By: Bhavati Rao
Our perceptions of a Mother are rather idealistic. With the identity of a mother comes a string of roles and responsibilities invariably attached, jobs that become her duties just as easily as breathing comes to us. To be honest, a Mother is an idolized symbol expected to engage in full time domestic duties while placing the needs of others before hers. This is what we have grown up watching so nobody finds a permanent distribution of labour (in the 21st century still) disturbing.
Being a mother is a full time job, an identity which she can never escape. Whatever choices she makes and wherever she goes, she is a mother first and everything else later. Why? Because we love her so? No, because it is convenient for us to view her as a single-dimensional, ideal caricature carrying love and affection in abundance. A mother has to have maternal instincts- another term for sacrificial behaviour and activities. She must give up what we call “a life”, while we, the rest of the family, make progressive choices and sit back while she carries the mantle or domesticity on her tireless shoulders.
And for this she deserves titles such as “Pillar of the family” and “Backbone of the house”. But hold it right there: let us not make sweeping generalizations anymore. We have learned that women today do have the “freedom” to not have domestic expertise, that career moms are bad cooks- and it is okay that they have neither the inclination nor the ability to whip up succulent dishes, like our mothers!
Word is that career oriented moms are exceptional moms with the ability to make extraordinary choices. They deserve a higher pedestal because they juggle between two lives, domestic and professional. With this seemingly supernatural ability, they become super moms! Mom magic, we learn; their humanness once again robbed just so we perceive them as Goddesses of sacrifice, peace, and ever-growing love.

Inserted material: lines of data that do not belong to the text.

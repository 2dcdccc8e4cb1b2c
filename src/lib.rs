// Road roughness sensor-logging core
// Records accelerometer/GPS sessions while driving and batches them into a
// document store for downstream IRI processing.

pub mod acquisition;
pub mod buffer;
pub mod config;
pub mod error;
pub mod estimator;
pub mod iri;
pub mod samples;
pub mod session;
pub mod store;

mod uploader;

pub use acquisition::{
    AcquisitionChannel, LocationSource, MotionSource, SimulatedLocation, SimulatedMotion,
};
pub use config::RecorderConfig;
pub use error::{RecorderError, Result};
pub use samples::{LocationFix, LogEntry, MotionSample};
pub use session::{SessionRecorder, SessionState};
pub use store::{BatchDoc, DocumentStore, GeoPoint, JsonDirStore, MemoryStore, SessionDoc, StoreError};
use thiserror::Error;

use crate::store::StoreError;

/// Recorder error types
#[derive(Error, Debug)]
pub enum RecorderError {
    #[error("location permission denied")]
    PermissionDenied,

    #[error("invalid session state: {0}")]
    InvalidState(String),

    #[error("storage error: {0}")]
    Storage(#[from] StoreError),

    #[error("internal error: {0}")]
    Internal(String),
}

/// Result type for recorder operations
pub type Result<T> = std::result::Result<T, RecorderError>;
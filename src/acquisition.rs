//! Live data acquisition: two independent producers (motion, location) feeding
//! bounded channels, started and stopped as one unit.

use std::sync::atomic::{AtomicBool, AtomicU64, Ordering};
use std::sync::Arc;

use chrono::Utc;
use log::{debug, warn};
use tokio::sync::mpsc::error::TrySendError;
use tokio::sync::mpsc::{self, Receiver, Sender};
use tokio::sync::watch;
use tokio::task::JoinHandle;
use tokio::time::interval;

use crate::config::RecorderConfig;
use crate::error::{RecorderError, Result};
use crate::samples::{LocationFix, MotionSample};

/// Orientation-frame acceleration stream. Polled once per sampling period.
pub trait MotionSource: Send + Sync + 'static {
    fn poll_sample(&self) -> Option<MotionSample>;
}

/// Position fix stream. Polled once per location interval; also used for the
/// one-shot seed fix before a session goes live.
pub trait LocationSource: Send + Sync + 'static {
    /// Platform permission request. Must be called before any fix is read.
    fn request_permission(&self) -> bool;
    fn poll_fix(&self) -> Option<LocationFix>;
}

/// Receiving ends of the two producer channels.
pub struct AcquisitionStreams {
    pub motion_rx: Receiver<MotionSample>,
    pub location_rx: Receiver<LocationFix>,
}

/// Handle to the running producer pair.
pub struct AcquisitionChannel {
    shutdown: watch::Sender<bool>,
    handles: Vec<JoinHandle<()>>,
}

impl AcquisitionChannel {
    /// Request permissions and subscribe both producers.
    ///
    /// On `PermissionDenied` nothing subscribes and no task is spawned.
    pub fn start(
        motion: Arc<dyn MotionSource>,
        location: Arc<dyn LocationSource>,
        config: &RecorderConfig,
    ) -> Result<(Self, AcquisitionStreams)> {
        if !location.request_permission() {
            return Err(RecorderError::PermissionDenied);
        }

        let (motion_tx, motion_rx) = mpsc::channel(config.motion_channel_capacity);
        let (location_tx, location_rx) = mpsc::channel(config.location_channel_capacity);
        let (shutdown, shutdown_rx) = watch::channel(false);

        let handles = vec![
            tokio::spawn(motion_loop(
                motion,
                motion_tx,
                config.motion_period,
                shutdown_rx.clone(),
            )),
            tokio::spawn(location_loop(
                location,
                location_tx,
                config.location_interval,
                shutdown_rx,
            )),
        ];

        Ok((
            AcquisitionChannel { shutdown, handles },
            AcquisitionStreams {
                motion_rx,
                location_rx,
            },
        ))
    }

    /// Unsubscribe both producers. Idempotent; safe when already stopped.
    pub fn stop(&self) {
        let _ = self.shutdown.send(true);
    }

    pub fn is_stopped(&self) -> bool {
        *self.shutdown.borrow()
    }

    /// Abort producer tasks outright; used on clear so no late tick survives.
    pub fn shutdown_now(&mut self) {
        self.stop();
        for handle in self.handles.drain(..) {
            handle.abort();
        }
    }
}

async fn motion_loop(
    source: Arc<dyn MotionSource>,
    tx: Sender<MotionSample>,
    period: std::time::Duration,
    mut shutdown: watch::Receiver<bool>,
) {
    let mut ticker = interval(period);
    let mut sample_count = 0u64;

    loop {
        tokio::select! {
            _ = ticker.tick() => {}
            _ = shutdown.changed() => {
                debug!("[motion] stopped after {} samples", sample_count);
                break;
            }
        }
        if *shutdown.borrow() {
            debug!("[motion] stopped after {} samples", sample_count);
            break;
        }

        let Some(sample) = source.poll_sample() else {
            continue;
        };

        match tx.try_send(sample) {
            Ok(_) => {
                sample_count += 1;
                if sample_count % 1000 == 0 {
                    debug!("[motion] {} samples", sample_count);
                }
            }
            Err(TrySendError::Closed(_)) => {
                debug!("[motion] channel closed after {} samples", sample_count);
                break;
            }
            Err(TrySendError::Full(_)) => {
                // Consumer is behind, drop this sample.
            }
        }
    }
}

async fn location_loop(
    source: Arc<dyn LocationSource>,
    tx: Sender<LocationFix>,
    period: std::time::Duration,
    mut shutdown: watch::Receiver<bool>,
) {
    let mut ticker = interval(period);
    let mut fix_count = 0u64;

    loop {
        tokio::select! {
            _ = ticker.tick() => {}
            _ = shutdown.changed() => {
                debug!("[location] stopped after {} fixes", fix_count);
                break;
            }
        }
        if *shutdown.borrow() {
            debug!("[location] stopped after {} fixes", fix_count);
            break;
        }

        let Some(fix) = source.poll_fix() else {
            // Transient location failure, carry on with the retained fix.
            continue;
        };

        match tx.try_send(fix) {
            Ok(_) => {
                fix_count += 1;
                if fix_count % 100 == 0 {
                    debug!("[location] {} fixes", fix_count);
                }
            }
            Err(TrySendError::Closed(_)) => {
                debug!("[location] channel closed after {} fixes", fix_count);
                break;
            }
            Err(TrySendError::Full(_)) => {
                warn!("[location] channel full, dropping fix");
            }
        }
    }
}

fn epoch_millis() -> i64 {
    Utc::now().timestamp_millis()
}

/// Simulated accelerometer: gravity on z with a small road-vibration wobble.
pub struct SimulatedMotion {
    counter: AtomicU64,
}

impl SimulatedMotion {
    pub fn new() -> Self {
        SimulatedMotion {
            counter: AtomicU64::new(0),
        }
    }
}

impl Default for SimulatedMotion {
    fn default() -> Self {
        Self::new()
    }
}

impl MotionSource for SimulatedMotion {
    fn poll_sample(&self) -> Option<MotionSample> {
        use std::f64::consts::PI;
        let t = self.counter.fetch_add(1, Ordering::Relaxed) as f64 * 0.01;
        Some(MotionSample {
            x: (t * 2.0 * PI).sin() * 0.5,
            y: 9.81 + (t * 7.0 * PI).sin() * 0.4,
            z: (t * 2.0 * PI).cos() * 0.3,
            timestamp: epoch_millis(),
        })
    }
}

/// Simulated GPS: drives north-east from a fixed origin at a constant speed.
pub struct SimulatedLocation {
    counter: AtomicU64,
    speed_mps: f64,
    permission_granted: AtomicBool,
    deny_permission: bool,
}

impl SimulatedLocation {
    pub fn new(speed_mps: f64) -> Self {
        SimulatedLocation {
            counter: AtomicU64::new(0),
            speed_mps,
            permission_granted: AtomicBool::new(false),
            deny_permission: false,
        }
    }

    /// A source whose permission request always fails.
    pub fn denied() -> Self {
        SimulatedLocation {
            counter: AtomicU64::new(0),
            speed_mps: 0.0,
            permission_granted: AtomicBool::new(false),
            deny_permission: true,
        }
    }
}

impl LocationSource for SimulatedLocation {
    fn request_permission(&self) -> bool {
        if self.deny_permission {
            return false;
        }
        self.permission_granted.store(true, Ordering::Relaxed);
        true
    }

    fn poll_fix(&self) -> Option<LocationFix> {
        if !self.permission_granted.load(Ordering::Relaxed) {
            return None;
        }
        let seq = self.counter.fetch_add(1, Ordering::Relaxed) as f64;
        Some(LocationFix {
            latitude: 3.1390 + seq * 0.00002,
            longitude: 101.6869 + seq * 0.00002,
            timestamp: epoch_millis(),
            speed_mps: Some(self.speed_mps),
        })
    }
}

#[cfg(test)]
mod tests {
    use super::*;
    use std::time::Duration;

    #[test]
    fn test_denied_source_blocks_fixes() {
        let source = SimulatedLocation::denied();
        assert!(!source.request_permission());
        assert!(source.poll_fix().is_none());
    }

    #[test]
    fn test_granted_source_yields_fixes() {
        let source = SimulatedLocation::new(10.0);
        assert!(source.request_permission());
        let fix = source.poll_fix().unwrap();
        assert_eq!(fix.speed_mps, Some(10.0));
    }

    #[tokio::test]
    async fn test_permission_denied_spawns_nothing() {
        let motion = Arc::new(SimulatedMotion::new());
        let location = Arc::new(SimulatedLocation::denied());
        let result = AcquisitionChannel::start(motion, location, &RecorderConfig::default());
        assert!(matches!(result, Err(RecorderError::PermissionDenied)));
    }

    #[tokio::test]
    async fn test_start_and_stop_is_idempotent() {
        let motion = Arc::new(SimulatedMotion::new());
        let location = Arc::new(SimulatedLocation::new(10.0));
        let (channel, mut streams) =
            AcquisitionChannel::start(motion, location, &RecorderConfig::default()).unwrap();

        // Producers deliver at least one motion sample.
        let sample = tokio::time::timeout(Duration::from_secs(2), streams.motion_rx.recv())
            .await
            .expect("motion producer timed out");
        assert!(sample.is_some());

        channel.stop();
        channel.stop();
        assert!(channel.is_stopped());
    }
}
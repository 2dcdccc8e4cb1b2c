//! Distance and speed estimation helpers.
//!
//! Pure functions; the only state involved is the smoothing accumulator, which
//! the caller owns.

use crate::samples::LocationFix;

const EARTH_RADIUS_M: f64 = 6_371_000.0;

/// Great-circle distance between two points in meters.
///
/// The inner haversine term is clamped to [0, 1] so float error near identical
/// or antipodal points cannot produce a negative sqrt or an out-of-range asin.
pub fn haversine_meters(lat1: f64, lon1: f64, lat2: f64, lon2: f64) -> f64 {
    let d_lat = (lat2 - lat1).to_radians();
    let d_lon = (lon2 - lon1).to_radians();
    let a = (d_lat / 2.0).sin().powi(2)
        + lat1.to_radians().cos() * lat2.to_radians().cos() * (d_lon / 2.0).sin().powi(2);
    let a = a.clamp(0.0, 1.0);
    2.0 * EARTH_RADIUS_M * a.sqrt().asin()
}

/// Instantaneous speed estimate in km/h for the current fix.
///
/// A non-negative provider speed wins. Otherwise the speed is derived from the
/// distance to the previous fix; out-of-order or duplicate timestamps yield 0
/// rather than a division by a non-positive delta.
pub fn derive_speed_kmh(
    raw_speed_mps: Option<f64>,
    previous: Option<&LocationFix>,
    current: &LocationFix,
) -> f64 {
    if let Some(mps) = raw_speed_mps {
        if mps >= 0.0 {
            return mps * 3.6;
        }
    }

    match previous {
        Some(prev) => {
            let dt_s = (current.timestamp - prev.timestamp) as f64 / 1000.0;
            if dt_s <= 0.0 {
                return 0.0;
            }
            let dist_m = haversine_meters(
                prev.latitude,
                prev.longitude,
                current.latitude,
                current.longitude,
            );
            dist_m / dt_s * 3.6
        }
        None => 0.0,
    }
}

/// Exponential moving average step.
///
/// The default alpha of 0.8 weights the newest sample heavily so the estimate
/// tracks real speed changes (stopping at a light) within a couple of fixes.
pub fn smooth(previous_smoothed: f64, new_raw: f64, alpha: f64) -> f64 {
    previous_smoothed * (1.0 - alpha) + new_raw * alpha
}
impl DomainStore {
    /// Build the store from persisted state and the freshly fetched catalog.
    ///
    /// Reads the three slots once; the pizza catalog becomes
    /// `merge_catalog(remote, local)` so server records win over any locally
    /// cached copy sharing their ID. An absent `estoque` slot (first run)
    /// triggers the default ingredient seed; absent pizza/order slots simply
    /// yield empty collections. A malformed slot is treated the same as an
    /// absent one, with a warning.
    #[must_use]
    pub fn bootstrap(storage: LocalStore, remote_catalog: Vec<PizzaRecord>) -> Self {
        let local_pizzas = read_or_default(&storage, PIZZAS_SLOT).unwrap_or_default();
        let orders = read_or_default(&storage, ORDERS_SLOT).unwrap_or_default();
        let stock: Option<Vec<StockItem>> = read_or_default(&storage, STOCK_SLOT);
        let first_run = stock.is_none();

        let mut store = Self {
            pizzas: merge_catalog(remote_catalog, local_pizzas),
            orders,
            stock: stock.unwrap_or_default(),
            storage,
        };

        if first_run {
            store.stock = default_stock();
            info!(items = store.stock.len(), "Seeded default stock list");
            store.persist_stock();
        }

        store
    }

    // ------------------------------------------------------------------
    // Pizzas
    // ------------------------------------------------------------------

    /// Current pizza catalog (merged view).
    #[must_use]
    pub fn pizzas(&self) -> &[PizzaRecord] {
        &self.pizzas
    }

    /// Add a pizza created through the console.
    pub fn add_pizza(&mut self, draft: PizzaDraft) -> PizzaRecord {
        let record = PizzaRecord {
            id: PizzaId::new(),
            name: draft.name,
            price: draft.price,
            available: draft.available,
            origin: RecordOrigin::Local,
            created_at: Utc::now(),
        };
        self.pizzas.push(record.clone());
        self.persist_pizzas();
        record
    }

    /// Replace the caller-editable fields of a pizza.
    ///
    /// Identifier, origin, and creation timestamp are kept. Returns `None`
    /// (no-op) when the identifier is unknown.
    pub fn edit_pizza(&mut self, id: PizzaId, draft: PizzaDraft) -> Option<PizzaRecord> {
        let pizza = self.pizzas.iter_mut().find(|p| p.id == id)?;
        pizza.name = draft.name;
        pizza.price = draft.price;
        pizza.available = draft.available;
        let updated = pizza.clone();
        self.persist_pizzas();
        Some(updated)
    }

    /// Remove a pizza. Returns `false` (no-op) when the identifier is unknown.
    pub fn delete_pizza(&mut self, id: PizzaId) -> bool {
        let before = self.pizzas.len();
        self.pizzas.retain(|p| p.id != id);
        if self.pizzas.len() == before {
            return false;
        }
        self.persist_pizzas();
        true
    }

    // ------------------------------------------------------------------
    // Orders
    // ------------------------------------------------------------------

    /// Current order list.
    #[must_use]
    pub fn orders(&self) -> &[OrderRecord] {
        &self.orders
    }

    /// Create an order.
    ///
    /// The total is the referenced catalog entry's price times the quantity,
    /// computed once here; an order for a pizza name not in the catalog gets
    /// a zero total.
    pub fn add_order(&mut self, draft: OrderDraft) -> OrderRecord {
        let total = self.order_total(&draft.pizza, draft.quantity);
        let record = OrderRecord {
            id: OrderId::new(),
            customer: draft.customer,
            phone: draft.phone,
            address: draft.address,
            pizza: draft.pizza,
            quantity: draft.quantity,
            total,
            status: OrderStatus::Pending,
            notes: draft.notes,
            created_at: Utc::now(),
        };
        self.orders.push(record.clone());
        self.persist_orders();
        record
    }

    /// Replace the caller-editable fields of an order.
    ///
    /// Status and creation timestamp are kept; the total is recomputed from
    /// the current catalog. Returns `None` (no-op) when the identifier is
    /// unknown.
    pub fn edit_order(&mut self, id: OrderId, draft: OrderDraft) -> Option<OrderRecord> {
        let total = self.order_total(&draft.pizza, draft.quantity);
        let order = self.orders.iter_mut().find(|o| o.id == id)?;
        order.customer = draft.customer;
        order.phone = draft.phone;
        order.address = draft.address;
        order.pizza = draft.pizza;
        order.quantity = draft.quantity;
        order.notes = draft.notes;
        order.total = total;
        let updated = order.clone();
        self.persist_orders();
        Some(updated)
    }

    /// Remove an order. Returns `false` (no-op) when the identifier is unknown.
    pub fn delete_order(&mut self, id: OrderId) -> bool {
        let before = self.orders.len();
        self.orders.retain(|o| o.id != id);
        if self.orders.len() == before {
            return false;
        }
        self.persist_orders();
        true
    }

    /// Replace only the status field of an order.
    ///
    /// Returns `None` (no-op) when the identifier is unknown.
    pub fn update_order_status(&mut self, id: OrderId, status: OrderStatus) -> Option<OrderRecord> {
        let order = self.orders.iter_mut().find(|o| o.id == id)?;
        order.status = status;
        let updated = order.clone();
        self.persist_orders();
        Some(updated)
    }

    fn order_total(&self, pizza_name: &str, quantity: u32) -> Decimal {
        self.pizzas
            .iter()
            .find(|p| p.name == pizza_name)
            .map(|p| p.price.line_total(quantity))
            .unwrap_or_default()
    }

    // ------------------------------------------------------------------
    // Stock
    // ------------------------------------------------------------------

    /// Current stock list.
    #[must_use]
    pub fn stock(&self) -> &[StockItem] {
        &self.stock
    }

    /// Stock items at or below their minimum threshold.
    #[must_use]
    pub fn low_stock(&self) -> Vec<StockItem> {
        self.stock.iter().filter(|item| item.is_low()).cloned().collect()
    }

    /// Add a stock item.
    pub fn add_stock_item(&mut self, draft: StockItemDraft) -> StockItem {
        let item = StockItem {
            id: StockItemId::new(),
            ingredient: draft.ingredient,
            quantity: draft.quantity,
            unit: draft.unit,
            minimum: draft.minimum,
        };
        self.stock.push(item.clone());
        self.persist_stock();
        item
    }

    /// Replace the caller-editable fields of a stock item.
    ///
    /// Returns `None` (no-op) when the identifier is unknown.
    pub fn edit_stock_item(&mut self, id: StockItemId, draft: StockItemDraft) -> Option<StockItem> {
        let item = self.stock.iter_mut().find(|i| i.id == id)?;
        item.ingredient = draft.ingredient;
        item.quantity = draft.quantity;
        item.unit = draft.unit;
        item.minimum = draft.minimum;
        let updated = item.clone();
        self.persist_stock();
        Some(updated)
    }

    /// Remove a stock item. Returns `false` (no-op) when the identifier is unknown.
    pub fn delete_stock_item(&mut self, id: StockItemId) -> bool {
        let before = self.stock.len();
        self.stock.retain(|i| i.id != id);
        if self.stock.len() == before {
            return false;
        }
        self.persist_stock();
        true
    }

    /// Replace only the quantity field of a stock item.
    ///
    /// Returns `None` (no-op) when the identifier is unknown.
    pub fn update_stock_quantity(
        &mut self,
        id: StockItemId,
        quantity: Decimal,
    ) -> Option<StockItem> {
        let item = self.stock.iter_mut().find(|i| i.id == id)?;
        item.quantity = quantity;
        let updated = item.clone();
        self.persist_stock();
        Some(updated)
    }

    // ------------------------------------------------------------------
    // Persistence mirrors
    // ------------------------------------------------------------------

    fn persist_pizzas(&self) {
        // Server-sourced records are excluded so they are re-fetched, never
        // cached stale.
        let local: Vec<&PizzaRecord> = self
            .pizzas
            .iter()
            .filter(|p| p.origin.is_local())
            .collect();
        log_write_failure(PIZZAS_SLOT, self.storage.write_slot(PIZZAS_SLOT, &local));
    }

    fn persist_orders(&self) {
        log_write_failure(ORDERS_SLOT, self.storage.write_slot(ORDERS_SLOT, &self.orders));
    }

    fn persist_stock(&self) {
        log_write_failure(STOCK_SLOT, self.storage.write_slot(STOCK_SLOT, &self.stock));
    }
}
//! Remote catalog fetch.
//!
//! The console optionally seeds its pizza catalog from a catalog server at
//! startup. Any failure - network error, non-2xx status, malformed body,
//! `success: false` - resolves to an empty collection with a warning log;
//! the console then proceeds with whatever data is available locally.

use serde::Deserialize;
use tracing::{debug, warn};

use forno_core::{PizzaRecord, RecordOrigin};

/// Response envelope for `GET /api/pizzas`.
#[derive(Debug, Deserialize)]
struct CatalogResponse {
    success: bool,
    #[serde(default)]
    data: Option<Vec<PizzaRecord>>,
}

/// Errors from a single catalog fetch attempt.
///
/// Never escapes [`CatalogClient::fetch_catalog`]; kept as a type so the
/// failure modes are logged distinctly.
#[derive(Debug, thiserror::Error)]
enum CatalogFetchError {
    #[error("request failed: {0}")]
    Http(#[from] reqwest::Error),
    #[error("catalog server rejected the request (status {0})")]
    Rejected(reqwest::StatusCode),
    #[error("catalog server reported success: false")]
    Unsuccessful,
}

/// Client for the remote catalog server.
#[derive(Debug, Clone)]
pub struct CatalogClient {
    client: reqwest::Client,
    endpoint: String,
}

impl CatalogClient {
    /// Create a new catalog client for `base_url`.
    #[must_use]
    pub fn new(base_url: &str) -> Self {
        let endpoint = format!("{}/api/pizzas", base_url.trim_end_matches('/'));
        Self {
            client: reqwest::Client::new(),
            endpoint,
        }
    }

    /// Fetch the authoritative pizza catalog.
    ///
    /// Every fetched record is re-tagged [`RecordOrigin::Remote`] at
    /// ingestion, whatever the payload claimed. On any failure the result is
    /// the empty collection - callers never see an error.
    pub async fn fetch_catalog(&self) -> Vec<PizzaRecord> {
        match self.try_fetch().await {
            Ok(catalog) => {
                debug!(count = catalog.len(), "Fetched remote catalog");
                catalog
            }
            Err(err) => {
                warn!(endpoint = %self.endpoint, error = %err, "Catalog fetch failed, using local data only");
                Vec::new()
            }
        }
    }

    async fn try_fetch(&self) -> Result<Vec<PizzaRecord>, CatalogFetchError> {
        let response = self.client.get(&self.endpoint).send().await?;

        let status = response.status();
        if !status.is_success() {
            return Err(CatalogFetchError::Rejected(status));
        }

        let body: CatalogResponse = response.json().await?;
        if !body.success {
            return Err(CatalogFetchError::Unsuccessful);
        }

        let mut catalog = body.data.unwrap_or_default();
        for pizza in &mut catalog {
            pizza.origin = RecordOrigin::Remote;
        }
        Ok(catalog)
    }
}
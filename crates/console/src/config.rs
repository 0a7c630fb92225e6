//! Console configuration loaded from environment variables.
//!
//! # Environment Variables
//!
//! ## Required
//! - `FORNO_DATA_DIR` - Directory holding the persisted collection slots
//!
//! ## Optional
//! - `FORNO_CATALOG_URL` - Base URL of the catalog server whose
//!   `/api/pizzas` endpoint seeds the pizza collection
//!   (default: `http://127.0.0.1:3001`)
//! - `FORNO_HOST` - Bind address (default: 127.0.0.1)
//! - `FORNO_PORT` - Listen port (default: 3000)

use std::net::{IpAddr, SocketAddr};
use std::path::PathBuf;

use thiserror::Error;

/// Configuration errors that can occur during loading.
#[derive(Debug, Error)]
pub enum ConfigError {
    #[error("Missing environment variable: {0}")]
    MissingEnvVar(String),
    #[error("Invalid environment variable {0}: {1}")]
    InvalidEnvVar(String, String),
}

/// Console application configuration.
#[derive(Debug, Clone)]
pub struct ConsoleConfig {
    /// Directory holding the persisted collection slots
    pub data_dir: PathBuf,
    /// Base URL of the remote catalog server
    pub catalog_url: String,
    /// IP address to bind the server to
    pub host: IpAddr,
    /// Port to listen on
    pub port: u16,
}

impl ConsoleConfig {
    /// Load configuration from environment variables.
    ///
    /// Calls `dotenvy::dotenv()` to load from `.env` file if present.
    ///
    /// # Errors
    ///
    /// Returns `ConfigError` if required variables are missing or invalid.
    pub fn from_env() -> Result<Self, ConfigError> {
        // Load .env file if present (ignore errors if not found)
        let _ = dotenvy::dotenv();

        let data_dir = PathBuf::from(get_required_env("FORNO_DATA_DIR")?);
        let catalog_url = get_env_or_default("FORNO_CATALOG_URL", "http://127.0.0.1:3001");
        let host = get_env_or_default("FORNO_HOST", "127.0.0.1")
            .parse::<IpAddr>()
            .map_err(|e| ConfigError::InvalidEnvVar("FORNO_HOST".to_string(), e.to_string()))?;
        let port = get_env_or_default("FORNO_PORT", "3000")
            .parse::<u16>()
            .map_err(|e| ConfigError::InvalidEnvVar("FORNO_PORT".to_string(), e.to_string()))?;

        Ok(Self {
            data_dir,
            catalog_url,
            host,
            port,
        })
    }

    /// Returns the socket address for binding the server.
    #[must_use]
    pub const fn socket_addr(&self) -> SocketAddr {
        SocketAddr::new(self.host, self.port)
    }
}

/// Get a required environment variable.
fn get_required_env(name: &str) -> Result<String, ConfigError> {
    std::env::var(name).map_err(|_| ConfigError::MissingEnvVar(name.to_string()))
}

/// Get an environment variable with a default fallback.
fn get_env_or_default(name: &str, default: &str) -> String {
    std::env::var(name).unwrap_or_else(|_| default.to_string())
}
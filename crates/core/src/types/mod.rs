//! Shared type definitions.
//!
//! - [`id`] - Type-safe ID newtypes (`PizzaId`, `OrderId`, `StockItemId`)
//! - [`price`] - Decimal-backed price with currency
//! - [`status`] - Order status and record origin enums

pub mod id;
pub mod price;
pub mod status;

pub use id::*;
pub use price::*;
pub use status::*;
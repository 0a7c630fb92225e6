//! Stock handlers.

use axum::{
    Json, Router,
    extract::{Path, State},
    http::StatusCode,
    response::{IntoResponse, Response},
    routing::{get, patch, put},
};
use rust_decimal::Decimal;
use serde::Deserialize;
use uuid::Uuid;

use forno_core::{StockItem, StockItemDraft, StockItemId};

use crate::error::{AppError, Result};
use crate::state::AppState;

/// Build the stock router.
pub fn router() -> Router<AppState> {
    Router::new()
        .route("/api/stock", get(list).post(create))
        .route("/api/stock/low", get(low))
        .route("/api/stock/{id}", get(get_one).put(update).delete(remove))
        .route("/api/stock/{id}/quantity", patch(update_quantity))
}

/// Request body for the quantity-only update.
#[derive(Debug, Deserialize)]
pub struct QuantityUpdateRequest {
    pub quantity: Decimal,
}

/// List all stock items.
pub async fn list(State(state): State<AppState>) -> Json<Vec<StockItem>> {
    let store = state.store().read().await;
    Json(store.stock().to_vec())
}

/// List items at or below their minimum threshold.
pub async fn low(State(state): State<AppState>) -> Json<Vec<StockItem>> {
    let store = state.store().read().await;
    Json(store.low_stock())
}

/// Fetch a single stock item.
///
/// # Errors
///
/// Returns `AppError::NotFound` if the ID is unknown.
pub async fn get_one(
    State(state): State<AppState>,
    Path(id): Path<Uuid>,
) -> Result<Json<StockItem>> {
    let store = state.store().read().await;
    store
        .stock()
        .iter()
        .find(|i| i.id == StockItemId::from_uuid(id))
        .cloned()
        .map(Json)
        .ok_or_else(|| AppError::NotFound(format!("stock item {id}")))
}

/// Add a stock item.
pub async fn create(
    State(state): State<AppState>,
    Json(draft): Json<StockItemDraft>,
) -> (StatusCode, Json<StockItem>) {
    let item = state.store().write().await.add_stock_item(draft);
    (StatusCode::CREATED, Json(item))
}

/// Replace the editable fields of a stock item. Unknown IDs are a no-op.
pub async fn update(
    State(state): State<AppState>,
    Path(id): Path<Uuid>,
    Json(draft): Json<StockItemDraft>,
) -> Response {
    let updated = state
        .store()
        .write()
        .await
        .edit_stock_item(StockItemId::from_uuid(id), draft);
    match updated {
        Some(item) => Json(item).into_response(),
        None => StatusCode::NO_CONTENT.into_response(),
    }
}

/// Delete a stock item. Unknown IDs are a no-op.
pub async fn remove(State(state): State<AppState>, Path(id): Path<Uuid>) -> StatusCode {
    state
        .store()
        .write()
        .await
        .delete_stock_item(StockItemId::from_uuid(id));
    StatusCode::NO_CONTENT
}

/// Replace only the quantity field of a stock item. Unknown IDs are a no-op.
pub async fn update_quantity(
    State(state): State<AppState>,
    Path(id): Path<Uuid>,
    Json(body): Json<QuantityUpdateRequest>,
) -> Response {
    let updated = state
        .store()
        .write()
        .await
        .update_stock_quantity(StockItemId::from_uuid(id), body.quantity);
    match updated {
        Some(item) => Json(item).into_response(),
        None => StatusCode::NO_CONTENT.into_response(),
    }
}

In spite of the positive dehumanization, they’re still mothers, never individuals with multiple identities. A mother can ideally never make bad choices, or pursue things that lead to individual growth and happiness. Looking after self makes her a bad mother and a bad mother is necessarily a bad person, right?
Wrong.
“Mother” is one of the many labels given to her by the society. Being a mother does not make one any less of a human being. There is no hard and fast rule of being a full time mother; a woman can juggle between identities by choice. Making alternative choices does not make her a bad mother. It only makes her more human.
A mother doesn’t need worshipping. She needs to be recognized as human without the thumb rule of domesticity. Just like the rest of us.